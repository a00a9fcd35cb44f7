//! Actor-facing types shared with the host.
//!
//! The engine never owns actors. It refers to them through [`ActorId`] and
//! reads their state through [`ActorSnapshot`]s supplied by the host at the
//! moment a decision is made.

use serde::{Deserialize, Serialize};
use std::fmt;

use tempo_audit::ActionKind;

/// Opaque handle to a host entity.
///
/// # Example
///
/// ```
/// use tempo_core::actor::ActorId;
///
/// let id = ActorId::new(42);
/// assert_eq!(id.as_u64(), 42);
/// assert_eq!(id.to_string(), "42");
/// ```
#[derive(Copy, Clone, PartialEq, Eq, PartialOrd, Ord, Hash, Serialize, Deserialize)]
pub struct ActorId(u64);

impl ActorId {
    /// Creates an `ActorId` from the host's raw handle.
    #[must_use]
    pub const fn new(id: u64) -> Self {
        Self(id)
    }

    /// Returns the raw handle.
    #[must_use]
    pub const fn as_u64(self) -> u64 {
        self.0
    }
}

impl fmt::Debug for ActorId {
    fn fmt(&self, f: &mut fmt::Formatter<'_>) -> fmt::Result {
        write!(f, "ActorId({})", self.0)
    }
}

impl fmt::Display for ActorId {
    fn fmt(&self, f: &mut fmt::Formatter<'_>) -> fmt::Result {
        write!(f, "{}", self.0)
    }
}

impl From<u64> for ActorId {
    fn from(id: u64) -> Self {
        Self::new(id)
    }
}

/// Stats the timing formulas read.
#[derive(Debug, Clone, Copy, PartialEq, Eq, Serialize, Deserialize)]
pub struct ActorStats {
    /// Dexterity (swing and bandage speed).
    pub dex: u32,
    /// Intelligence (cast speed).
    pub int: u32,
}

impl Default for ActorStats {
    fn default() -> Self {
        Self { dex: 100, int: 100 }
    }
}

/// Liveness as reported by the host.
#[derive(Debug, Clone, Copy, PartialEq, Eq, Hash, Serialize, Deserialize)]
pub enum ActorStatus {
    /// Able to act.
    Alive,
    /// Dead; all actions rejected.
    Dead,
    /// Client gone; all actions rejected.
    Disconnected,
}

/// Consumable resources gating actions.
#[derive(Debug, Clone, Copy, Default, PartialEq, Eq, Serialize, Deserialize)]
pub struct Resources {
    /// Mana for spells.
    pub mana: u32,
    /// Bandages carried.
    pub bandages: u32,
    /// Charges on the equipped wand.
    pub wand_charges: u32,
    /// Ammunition for ranged weapons.
    pub ammo: u32,
}

impl Resources {
    /// Amount of the resource `kind` consumes.
    #[must_use]
    pub const fn available_for(&self, kind: ActionKind) -> u32 {
        match kind {
            ActionKind::Swing => self.ammo,
            ActionKind::Spell => self.mana,
            ActionKind::Bandage => self.bandages,
            ActionKind::Wand => self.wand_charges,
        }
    }
}

/// Point-in-time view of an actor, supplied by the host.
#[derive(Debug, Clone, Copy, PartialEq, Eq, Serialize, Deserialize)]
pub struct ActorSnapshot {
    /// Which actor.
    pub id: ActorId,
    /// Formula inputs.
    pub stats: ActorStats,
    /// Liveness.
    pub status: ActorStatus,
    /// Whether the actor is engaged in combat (drives swing repeat).
    pub in_combat: bool,
    /// Host-side interruption (paralysis, spell disruption, ...).
    pub interrupted: bool,
    /// Consumables.
    pub resources: Resources,
}

impl ActorSnapshot {
    /// A living, idle actor with default stats and no resources.
    #[must_use]
    pub fn alive(id: ActorId) -> Self {
        Self {
            id,
            stats: ActorStats::default(),
            status: ActorStatus::Alive,
            in_combat: false,
            interrupted: false,
            resources: Resources::default(),
        }
    }
}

Exercise:
Produce only the lines from the line containing "and bandage speed)." through the line containing "resources gating actions.", inclusive of both, exactly as they stand in the entries above.

Exercise answer:
    /// Dexterity (swing and bandage speed).
    pub dex: u32,
    /// Intelligence (cast speed).
    pub int: u32,
}

impl Default for ActorStats {
    fn default() -> Self {
        Self { dex: 100, int: 100 }
    }
}

/// Liveness as reported by the host.
#[derive(Debug, Clone, Copy, PartialEq, Eq, Hash, Serialize, Deserialize)]
pub enum ActorStatus {
    /// Able to act.
    Alive,
    /// Dead; all actions rejected.
    Dead,
    /// Client gone; all actions rejected.
    Disconnected,
}

/// Consumable resources gating actions.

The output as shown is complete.